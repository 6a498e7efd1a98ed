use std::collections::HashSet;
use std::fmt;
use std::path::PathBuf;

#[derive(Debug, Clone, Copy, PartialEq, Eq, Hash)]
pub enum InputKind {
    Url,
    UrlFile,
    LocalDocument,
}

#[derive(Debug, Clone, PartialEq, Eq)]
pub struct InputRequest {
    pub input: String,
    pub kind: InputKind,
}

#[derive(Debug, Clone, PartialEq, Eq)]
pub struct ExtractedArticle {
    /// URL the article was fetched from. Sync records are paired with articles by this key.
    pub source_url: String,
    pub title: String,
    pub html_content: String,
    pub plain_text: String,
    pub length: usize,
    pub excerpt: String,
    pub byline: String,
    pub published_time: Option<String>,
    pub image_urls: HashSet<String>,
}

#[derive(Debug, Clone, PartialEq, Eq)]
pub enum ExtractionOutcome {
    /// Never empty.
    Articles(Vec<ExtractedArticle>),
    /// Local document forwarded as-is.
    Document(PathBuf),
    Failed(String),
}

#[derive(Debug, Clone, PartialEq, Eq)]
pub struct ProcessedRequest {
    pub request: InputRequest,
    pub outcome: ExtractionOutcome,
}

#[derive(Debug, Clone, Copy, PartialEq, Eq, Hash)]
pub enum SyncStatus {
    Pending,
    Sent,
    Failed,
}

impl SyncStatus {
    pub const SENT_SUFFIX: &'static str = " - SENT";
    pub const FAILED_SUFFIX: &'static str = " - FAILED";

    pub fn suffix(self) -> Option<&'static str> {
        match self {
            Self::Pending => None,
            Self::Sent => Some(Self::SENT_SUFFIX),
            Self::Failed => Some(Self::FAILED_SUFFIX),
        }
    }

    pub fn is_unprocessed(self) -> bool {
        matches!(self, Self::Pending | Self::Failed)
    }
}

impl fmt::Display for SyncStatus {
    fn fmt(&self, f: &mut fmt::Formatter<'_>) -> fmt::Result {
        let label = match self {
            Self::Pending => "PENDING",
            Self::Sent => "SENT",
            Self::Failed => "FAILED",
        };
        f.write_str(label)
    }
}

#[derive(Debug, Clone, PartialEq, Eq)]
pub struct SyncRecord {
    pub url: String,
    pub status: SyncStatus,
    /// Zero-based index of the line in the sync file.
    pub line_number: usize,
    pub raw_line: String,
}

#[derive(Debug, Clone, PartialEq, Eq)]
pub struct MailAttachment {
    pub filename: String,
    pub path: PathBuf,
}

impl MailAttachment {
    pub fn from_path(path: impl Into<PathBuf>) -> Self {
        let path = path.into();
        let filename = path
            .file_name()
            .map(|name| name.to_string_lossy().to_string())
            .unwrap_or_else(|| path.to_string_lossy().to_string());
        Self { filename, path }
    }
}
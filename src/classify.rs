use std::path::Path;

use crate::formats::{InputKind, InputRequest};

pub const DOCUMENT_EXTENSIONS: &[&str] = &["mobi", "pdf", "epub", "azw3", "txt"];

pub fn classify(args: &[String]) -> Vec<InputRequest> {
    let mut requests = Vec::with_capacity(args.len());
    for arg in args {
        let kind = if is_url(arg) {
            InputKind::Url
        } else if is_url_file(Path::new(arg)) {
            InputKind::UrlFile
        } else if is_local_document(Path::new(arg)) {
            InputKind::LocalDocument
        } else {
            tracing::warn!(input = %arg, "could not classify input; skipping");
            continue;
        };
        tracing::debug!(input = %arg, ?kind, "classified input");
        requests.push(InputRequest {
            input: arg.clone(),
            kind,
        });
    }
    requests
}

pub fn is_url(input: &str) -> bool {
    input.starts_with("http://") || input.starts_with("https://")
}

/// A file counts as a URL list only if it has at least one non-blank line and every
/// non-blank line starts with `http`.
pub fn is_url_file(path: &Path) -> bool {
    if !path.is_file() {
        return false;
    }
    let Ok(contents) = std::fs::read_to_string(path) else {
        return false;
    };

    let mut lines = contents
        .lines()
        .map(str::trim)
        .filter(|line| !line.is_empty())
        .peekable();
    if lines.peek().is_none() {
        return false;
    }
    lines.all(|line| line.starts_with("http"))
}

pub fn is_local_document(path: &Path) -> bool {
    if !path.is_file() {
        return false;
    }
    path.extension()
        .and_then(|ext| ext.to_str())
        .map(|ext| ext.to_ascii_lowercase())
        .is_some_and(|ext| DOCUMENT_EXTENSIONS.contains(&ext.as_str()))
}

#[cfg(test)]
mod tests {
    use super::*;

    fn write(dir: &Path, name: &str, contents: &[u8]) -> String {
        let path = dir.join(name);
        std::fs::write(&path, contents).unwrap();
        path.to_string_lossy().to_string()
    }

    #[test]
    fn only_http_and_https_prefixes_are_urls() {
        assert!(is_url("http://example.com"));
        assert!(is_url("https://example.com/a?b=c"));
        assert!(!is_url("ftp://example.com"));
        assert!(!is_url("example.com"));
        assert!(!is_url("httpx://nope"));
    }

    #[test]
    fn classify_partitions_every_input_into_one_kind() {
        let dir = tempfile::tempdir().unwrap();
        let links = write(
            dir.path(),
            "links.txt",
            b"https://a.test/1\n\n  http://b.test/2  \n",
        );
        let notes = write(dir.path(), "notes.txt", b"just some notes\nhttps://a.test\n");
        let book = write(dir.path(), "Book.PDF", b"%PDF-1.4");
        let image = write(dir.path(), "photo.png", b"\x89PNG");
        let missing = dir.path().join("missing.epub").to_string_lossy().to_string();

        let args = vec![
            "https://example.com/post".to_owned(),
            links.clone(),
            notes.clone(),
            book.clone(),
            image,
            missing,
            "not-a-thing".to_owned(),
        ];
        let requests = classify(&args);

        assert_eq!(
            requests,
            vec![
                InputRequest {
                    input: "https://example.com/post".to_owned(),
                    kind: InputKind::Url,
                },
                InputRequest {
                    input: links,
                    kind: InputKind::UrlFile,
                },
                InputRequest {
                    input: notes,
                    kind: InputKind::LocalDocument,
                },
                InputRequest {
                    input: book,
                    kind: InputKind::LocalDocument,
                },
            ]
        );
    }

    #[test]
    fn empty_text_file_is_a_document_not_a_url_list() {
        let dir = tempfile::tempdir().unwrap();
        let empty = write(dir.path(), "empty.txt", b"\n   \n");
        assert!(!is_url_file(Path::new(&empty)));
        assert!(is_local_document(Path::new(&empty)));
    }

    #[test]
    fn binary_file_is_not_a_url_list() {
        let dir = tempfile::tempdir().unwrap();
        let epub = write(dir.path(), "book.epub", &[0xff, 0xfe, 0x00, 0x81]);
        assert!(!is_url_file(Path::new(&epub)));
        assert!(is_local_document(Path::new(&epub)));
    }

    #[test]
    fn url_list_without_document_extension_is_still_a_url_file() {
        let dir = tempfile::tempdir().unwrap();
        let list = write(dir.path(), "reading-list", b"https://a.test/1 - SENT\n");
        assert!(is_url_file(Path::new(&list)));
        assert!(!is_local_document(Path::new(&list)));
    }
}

PROBLEM DETAILS: Return every entry verbatim.

RESPONSE FOR THIS EXERCISE:
repository 6a498e7efd1a98ed
use std::collections::HashSet;
use std::fmt;
use std::path::PathBuf;

#[derive(Debug, Clone, Copy, PartialEq, Eq, Hash)]
pub enum InputKind {
    Url,
    UrlFile,
    LocalDocument,
}

#[derive(Debug, Clone, PartialEq, Eq)]
pub struct InputRequest {
    pub input: String,
    pub kind: InputKind,
}

#[derive(Debug, Clone, PartialEq, Eq)]
pub struct ExtractedArticle {
    /// URL the article was fetched from. Sync records are paired with articles by this key.
    pub source_url: String,
    pub title: String,
    pub html_content: String,
    pub plain_text: String,
    pub length: usize,
    pub excerpt: String,
    pub byline: String,
    pub published_time: Option<String>,
    pub image_urls: HashSet<String>,
}

#[derive(Debug, Clone, PartialEq, Eq)]
pub enum ExtractionOutcome {
    /// Never empty.
    Articles(Vec<ExtractedArticle>),
    /// Local document forwarded as-is.
    Document(PathBuf),
    Failed(String),
}

#[derive(Debug, Clone, PartialEq, Eq)]
pub struct ProcessedRequest {
    pub request: InputRequest,
    pub outcome: ExtractionOutcome,
}

#[derive(Debug, Clone, Copy, PartialEq, Eq, Hash)]
pub enum SyncStatus {
    Pending,
    Sent,
    Failed,
}

impl SyncStatus {
    pub const SENT_SUFFIX: &'static str = " - SENT";
    pub const FAILED_SUFFIX: &'static str = " - FAILED";

    pub fn suffix(self) -> Option<&'static str> {
        match self {
            Self::Pending => None,
            Self::Sent => Some(Self::SENT_SUFFIX),
            Self::Failed => Some(Self::FAILED_SUFFIX),
        }
    }

    pub fn is_unprocessed(self) -> bool {
        matches!(self, Self::Pending | Self::Failed)
    }
}

impl fmt::Display for SyncStatus {
    fn fmt(&self, f: &mut fmt::Formatter<'_>) -> fmt::Result {
        let label = match self {
            Self::Pending => "PENDING",
            Self::Sent => "SENT",
            Self::Failed => "FAILED",
        };
        f.write_str(label)
    }
}

#[derive(Debug, Clone, PartialEq, Eq)]
pub struct SyncRecord {
    pub url: String,
    pub status: SyncStatus,
    /// Zero-based index of the line in the sync file.
    pub line_number: usize,
    pub raw_line: String,
}

#[derive(Debug, Clone, PartialEq, Eq)]
pub struct MailAttachment {
    pub filename: String,
    pub path: PathBuf,
}

impl MailAttachment {
    pub fn from_path(path: impl Into<PathBuf>) -> Self {
        let path = path.into();
        let filename = path
            .file_name()
            .map(|name| name.to_string_lossy().to_string())
            .unwrap_or_else(|| path.to_string_lossy().to_string());
        Self { filename, path }
    }
}
filename src/classify.rs
use std::path::Path;

use crate::formats::{InputKind, InputRequest};

pub const DOCUMENT_EXTENSIONS: &[&str] = &["mobi", "pdf", "epub", "azw3", "txt"];

pub fn classify(args: &[String]) -> Vec<InputRequest> {
    let mut requests = Vec::with_capacity(args.len());
    for arg in args {
        let kind = if is_url(arg) {
            InputKind::Url
        } else if is_url_file(Path::new(arg)) {
            InputKind::UrlFile
        } else if is_local_document(Path::new(arg)) {
            InputKind::LocalDocument
        } else {
            tracing::warn!(input = %arg, "could not classify input; skipping");
            continue;
        };
        tracing::debug!(input = %arg, ?kind, "classified input");
        requests.push(InputRequest {
            input: arg.clone(),
            kind,
        });
    }
    requests
}

pub fn is_url(input: &str) -> bool {
    input.starts_with("http://") || input.starts_with("https://")
}

/// A file counts as a URL list only if it has at least one non-blank line and every
/// non-blank line starts with `http`.
pub fn is_url_file(path: &Path) -> bool {
    if !path.is_file() {
        return false;
    }
    let Ok(contents) = std::fs::read_to_string(path) else {
        return false;
    };

    let mut lines = contents
        .lines()
        .map(str::trim)
        .filter(|line| !line.is_empty())
        .peekable();
    if lines.peek().is_none() {
        return false;
    }
    lines.all(|line| line.starts_with("http"))
}

pub fn is_local_document(path: &Path) -> bool {
    if !path.is_file() {
        return false;
    }
    path.extension()
        .and_then(|ext| ext.to_str())
        .map(|ext| ext.to_ascii_lowercase())
        .is_some_and(|ext| DOCUMENT_EXTENSIONS.contains(&ext.as_str()))
}

#[cfg(test)]
mod tests {
    use super::*;

    fn write(dir: &Path, name: &str, contents: &[u8]) -> String {
        let path = dir.join(name);
        std::fs::write(&path, contents).unwrap();
        path.to_string_lossy().to_string()
    }

    #[test]
    fn only_http_and_https_prefixes_are_urls() {
        assert!(is_url("http://example.com"));
        assert!(is_url("https://example.com/a?b=c"));
        assert!(!is_url("ftp://example.com"));
        assert!(!is_url("example.com"));
        assert!(!is_url("httpx://nope"));
    }

    #[test]
    fn classify_partitions_every_input_into_one_kind() {
        let dir = tempfile::tempdir().unwrap();
        let links = write(
            dir.path(),
            "links.txt",
            b"https://a.test/1\n\n  http://b.test/2  \n",
        );
        let notes = write(dir.path(), "notes.txt", b"just some notes\nhttps://a.test\n");
        let book = write(dir.path(), "Book.PDF", b"%PDF-1.4");
        let image = write(dir.path(), "photo.png", b"\x89PNG");
        let missing = dir.path().join("missing.epub").to_string_lossy().to_string();

        let args = vec![
            "https://example.com/post".to_owned(),
            links.clone(),
            notes.clone(),
            book.clone(),
            image,
            missing,
            "not-a-thing".to_owned(),
        ];
        let requests = classify(&args);

        assert_eq!(
            requests,
            vec![
                InputRequest {
                    input: "https://example.com/post".to_owned(),
                    kind: InputKind::Url,
                },
                InputRequest {
                    input: links,
                    kind: InputKind::UrlFile,
                },
                InputRequest {
                    input: notes,
                    kind: InputKind::LocalDocument,
                },
                InputRequest {
                    input: book,
                    kind: InputKind::LocalDocument,
                },
            ]
        );
    }

    #[test]
    fn empty_text_file_is_a_document_not_a_url_list() {
        let dir = tempfile::tempdir().unwrap();
        let empty = write(dir.path(), "empty.txt", b"\n   \n");
        assert!(!is_url_file(Path::new(&empty)));
        assert!(is_local_document(Path::new(&empty)));
    }

    #[test]
    fn binary_file_is_not_a_url_list() {
        let dir = tempfile::tempdir().unwrap();
        let epub = write(dir.path(), "book.epub", &[0xff, 0xfe, 0x00, 0x81]);
        assert!(!is_url_file(Path::new(&epub)));
        assert!(is_local_document(Path::new(&epub)));
    }

    #[test]
    fn url_list_without_document_extension_is_still_a_url_file() {
        let dir = tempfile::tempdir().unwrap();
        let list = write(dir.path(), "reading-list", b"https://a.test/1 - SENT\n");
        assert!(is_url_file(Path::new(&list)));
        assert!(!is_local_document(Path::new(&list)));
    }
}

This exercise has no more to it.